I give it a great deal of thought and study before I paint a landscape. I try to get to know it. I want to know it well, I draw it, sketch it, and then I’m a direct painter. I paint direct from nature, not spending any great time at it but probably not longer than two hours, and endeavouring to get that particular effect of what it might happen to be, whether it’s early morning, late evening, the twilight, and I should consider I’d failed entirely if I didn’t give the feeling of that country at that particular time.
My palette is very simple; it’s what they call a prismatic palette. There are very few colours in it, I think about six or seven, and I follow that on from my masters in the early days, and although I’ve experimented with others I’ve come back to that each time.
Naturally, I’m in love with nature because … and I believe that the things I love the most I paint the best. I remember, I think it was that Leonardo da Vinci said that landscape painters were grandsons of God.

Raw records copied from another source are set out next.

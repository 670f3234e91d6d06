//! Shared fixtures for the integration suites
//!
//! - [`TEST_REGISTRY`]: builtin kernels plus a few test-only kernels
//!   (a kernel that fails on negative input, one that panics on it,
//!   a slow identity)
//! - function/program builders in [`fixtures`]
//! - tempfile wrappers in [`tempfile_helpers`]
//!
//! Tests that install logging or read the global registry's size use
//! `#[serial]`.

#![allow(dead_code)]

pub mod fixtures;
pub mod tempfile_helpers;

use std::time::Duration;

use kernforge::error::{ForgeResult, KernForgeError};
use kernforge::kernels::{register_builtin_kernels, KernelArgs, KernelRegistry};
use kernforge::register_kernel;
use kernforge::tensor::{Backend, DataLayout, DenseTensor, DeviceContext, Element};
use once_cell::sync::Lazy;
pub use serial_test::serial;

/// Registry shared by every test in a binary; initialized once.
pub static TEST_REGISTRY: Lazy<KernelRegistry> = Lazy::new(|| {
    let registry = KernelRegistry::new();
    register_builtin_kernels(&registry).expect("builtin registration");
    register_kernel!(
        registry,
        "fail_if_negative",
        Backend::Cpu,
        DataLayout::All,
        fail_if_negative,
        [f32, f64, i32, i64]
    )
    .expect("fail_if_negative registration");
    register_kernel!(
        registry,
        "slow_identity",
        Backend::Cpu,
        DataLayout::All,
        slow_identity,
        [f32, f64]
    )
    .expect("slow_identity registration");
    register_kernel!(
        registry,
        "panicking_kernel",
        Backend::Cpu,
        DataLayout::All,
        panicking_kernel,
        [f32, i32]
    )
    .expect("panicking_kernel registration");
    registry
});

pub fn test_registry() -> &'static KernelRegistry {
    &TEST_REGISTRY
}

/// Copies its input, failing if any element is negative
pub fn fail_if_negative<T: Element>(
    _ctx: &DeviceContext,
    args: &KernelArgs<'_>,
    out: &mut DenseTensor,
) -> ForgeResult<()> {
    let x = args.input(0)?;
    let values = x.as_slice::<T>()?;
    if values.iter().any(|v| *v < T::zero()) {
        return Err(KernForgeError::InvalidShape("negative element".to_string()));
    }
    out.set_data(x.shape().to_vec(), values.to_vec())
}

/// Identity that sleeps for `delay_ms` (default 20)
pub fn slow_identity<T: Element>(
    _ctx: &DeviceContext,
    args: &KernelArgs<'_>,
    out: &mut DenseTensor,
) -> ForgeResult<()> {
    let delay = args.attrs().int_or("delay_ms", 20)?;
    std::thread::sleep(Duration::from_millis(delay.max(0) as u64));
    let x = args.input(0)?;
    out.set_data(x.shape().to_vec(), x.as_slice::<T>()?.to_vec())
}

/// Copies its input, panicking if any element is negative
pub fn panicking_kernel<T: Element>(
    _ctx: &DeviceContext,
    args: &KernelArgs<'_>,
    out: &mut DenseTensor,
) -> ForgeResult<()> {
    let x = args.input(0)?;
    let values = x.as_slice::<T>()?;
    if values.iter().any(|v| *v < T::zero()) {
        panic!("negative element reached panicking_kernel");
    }
    out.set_data(x.shape().to_vec(), values.to_vec())
}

Probably the – when I say the successful picture I’ve painted, I think the most successful one that I’ve painted is the one that I haven’t painted. One has to have that feeling the whole time, that one must go on trying to succeed, and to do something a little better than done before. But I’m told that I have been successful with certain Paris river scenes and some of my Spanish pictures, I believe, they’ve – I understand that they consider that [they] were reasonably well done. But the joy of doing them, that’s the thing that has given me the greatest pleasure of my life, to be able to go out and do them.